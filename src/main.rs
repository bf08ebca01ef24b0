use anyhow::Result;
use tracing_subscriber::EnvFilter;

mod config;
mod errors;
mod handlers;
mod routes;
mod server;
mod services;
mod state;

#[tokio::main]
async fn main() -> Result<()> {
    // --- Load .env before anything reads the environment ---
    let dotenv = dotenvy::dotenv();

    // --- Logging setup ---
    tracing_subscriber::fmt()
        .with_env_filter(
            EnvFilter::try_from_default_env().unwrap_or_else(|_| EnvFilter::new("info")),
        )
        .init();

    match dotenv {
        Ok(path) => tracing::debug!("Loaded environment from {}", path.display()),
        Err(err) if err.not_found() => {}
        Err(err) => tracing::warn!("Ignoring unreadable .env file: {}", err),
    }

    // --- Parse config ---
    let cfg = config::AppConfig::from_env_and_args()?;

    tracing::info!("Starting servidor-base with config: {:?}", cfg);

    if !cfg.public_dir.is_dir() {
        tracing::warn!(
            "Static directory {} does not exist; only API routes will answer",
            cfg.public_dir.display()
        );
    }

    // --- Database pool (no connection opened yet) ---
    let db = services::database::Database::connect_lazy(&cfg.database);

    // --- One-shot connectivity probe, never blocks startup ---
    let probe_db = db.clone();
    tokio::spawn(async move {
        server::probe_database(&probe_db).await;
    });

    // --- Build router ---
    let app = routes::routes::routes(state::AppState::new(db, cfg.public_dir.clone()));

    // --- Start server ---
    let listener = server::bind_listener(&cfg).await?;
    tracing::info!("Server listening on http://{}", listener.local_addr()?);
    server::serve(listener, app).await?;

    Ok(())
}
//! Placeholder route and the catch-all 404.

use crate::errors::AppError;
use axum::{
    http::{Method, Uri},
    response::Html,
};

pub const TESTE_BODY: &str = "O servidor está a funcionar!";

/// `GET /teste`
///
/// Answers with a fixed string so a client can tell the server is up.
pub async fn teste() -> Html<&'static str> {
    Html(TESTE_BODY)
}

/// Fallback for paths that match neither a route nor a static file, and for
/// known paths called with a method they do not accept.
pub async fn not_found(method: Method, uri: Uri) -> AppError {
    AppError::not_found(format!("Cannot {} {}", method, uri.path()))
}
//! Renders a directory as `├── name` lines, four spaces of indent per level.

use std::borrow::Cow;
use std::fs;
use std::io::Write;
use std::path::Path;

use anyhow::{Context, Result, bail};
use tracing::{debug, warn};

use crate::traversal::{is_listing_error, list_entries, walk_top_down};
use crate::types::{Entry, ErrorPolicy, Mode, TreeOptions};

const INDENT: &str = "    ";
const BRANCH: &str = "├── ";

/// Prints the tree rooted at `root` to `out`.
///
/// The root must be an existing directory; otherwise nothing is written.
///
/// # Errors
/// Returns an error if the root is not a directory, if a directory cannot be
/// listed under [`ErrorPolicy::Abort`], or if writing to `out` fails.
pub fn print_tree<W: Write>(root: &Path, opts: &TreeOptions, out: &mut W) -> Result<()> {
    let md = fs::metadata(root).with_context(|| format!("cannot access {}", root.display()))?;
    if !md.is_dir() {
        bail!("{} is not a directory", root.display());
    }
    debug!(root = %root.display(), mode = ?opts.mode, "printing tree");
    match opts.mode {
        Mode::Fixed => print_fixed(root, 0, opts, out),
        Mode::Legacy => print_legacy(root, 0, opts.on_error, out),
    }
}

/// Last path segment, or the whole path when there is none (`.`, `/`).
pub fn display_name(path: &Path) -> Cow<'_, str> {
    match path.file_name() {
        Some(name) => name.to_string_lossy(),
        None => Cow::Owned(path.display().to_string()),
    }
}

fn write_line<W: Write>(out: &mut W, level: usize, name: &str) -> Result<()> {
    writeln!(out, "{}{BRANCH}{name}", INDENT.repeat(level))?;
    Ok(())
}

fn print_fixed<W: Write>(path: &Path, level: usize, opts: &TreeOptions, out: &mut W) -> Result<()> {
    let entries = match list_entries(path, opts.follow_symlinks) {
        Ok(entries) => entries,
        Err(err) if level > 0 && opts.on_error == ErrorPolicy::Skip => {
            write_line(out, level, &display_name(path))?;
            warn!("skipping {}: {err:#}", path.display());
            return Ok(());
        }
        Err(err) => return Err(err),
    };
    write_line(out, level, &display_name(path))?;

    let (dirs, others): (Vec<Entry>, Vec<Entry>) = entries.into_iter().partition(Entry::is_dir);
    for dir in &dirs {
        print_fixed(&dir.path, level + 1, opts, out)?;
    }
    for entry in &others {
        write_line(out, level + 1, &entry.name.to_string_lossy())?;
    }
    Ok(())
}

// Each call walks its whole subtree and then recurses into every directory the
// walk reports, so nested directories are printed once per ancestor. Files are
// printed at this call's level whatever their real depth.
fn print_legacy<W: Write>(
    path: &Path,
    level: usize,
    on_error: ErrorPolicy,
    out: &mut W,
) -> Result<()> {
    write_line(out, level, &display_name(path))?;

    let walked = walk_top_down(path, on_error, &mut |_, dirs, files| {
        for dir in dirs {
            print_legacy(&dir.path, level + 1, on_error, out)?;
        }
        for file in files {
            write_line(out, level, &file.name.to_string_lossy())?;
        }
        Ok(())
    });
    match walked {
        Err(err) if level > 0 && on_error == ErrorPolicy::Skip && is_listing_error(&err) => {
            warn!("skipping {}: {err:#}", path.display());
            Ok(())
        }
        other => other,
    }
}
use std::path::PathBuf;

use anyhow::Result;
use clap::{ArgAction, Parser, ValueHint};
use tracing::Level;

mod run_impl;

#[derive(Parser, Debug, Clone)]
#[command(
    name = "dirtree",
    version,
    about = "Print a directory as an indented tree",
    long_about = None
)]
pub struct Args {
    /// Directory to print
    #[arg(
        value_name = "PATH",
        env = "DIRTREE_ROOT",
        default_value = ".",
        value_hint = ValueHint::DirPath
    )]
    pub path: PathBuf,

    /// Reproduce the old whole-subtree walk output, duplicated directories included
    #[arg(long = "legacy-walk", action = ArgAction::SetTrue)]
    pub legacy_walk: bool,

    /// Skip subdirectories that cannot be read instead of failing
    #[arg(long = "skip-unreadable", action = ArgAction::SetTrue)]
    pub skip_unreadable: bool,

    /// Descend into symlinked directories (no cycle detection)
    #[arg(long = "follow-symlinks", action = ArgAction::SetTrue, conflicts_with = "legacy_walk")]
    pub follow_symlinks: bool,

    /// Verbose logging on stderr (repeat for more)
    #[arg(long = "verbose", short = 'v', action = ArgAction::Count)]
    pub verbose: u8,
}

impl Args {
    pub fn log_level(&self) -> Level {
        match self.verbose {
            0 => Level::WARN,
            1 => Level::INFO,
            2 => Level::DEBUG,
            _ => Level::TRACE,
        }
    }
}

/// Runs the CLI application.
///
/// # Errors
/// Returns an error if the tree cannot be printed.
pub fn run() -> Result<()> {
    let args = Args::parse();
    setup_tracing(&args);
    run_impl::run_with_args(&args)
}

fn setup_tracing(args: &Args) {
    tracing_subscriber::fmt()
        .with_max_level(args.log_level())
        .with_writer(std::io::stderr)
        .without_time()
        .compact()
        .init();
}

___

**INSTRUCTIONS FOR THE TASK:** The string to find is "whole"; copy every line of the listing that has it.

**RESULT:**
/// Last path segment, or the whole path when there is none (`.`, `/`).
// Each call walks its whole subtree and then recurses into every directory the
    /// Reproduce the old whole-subtree walk output, duplicated directories included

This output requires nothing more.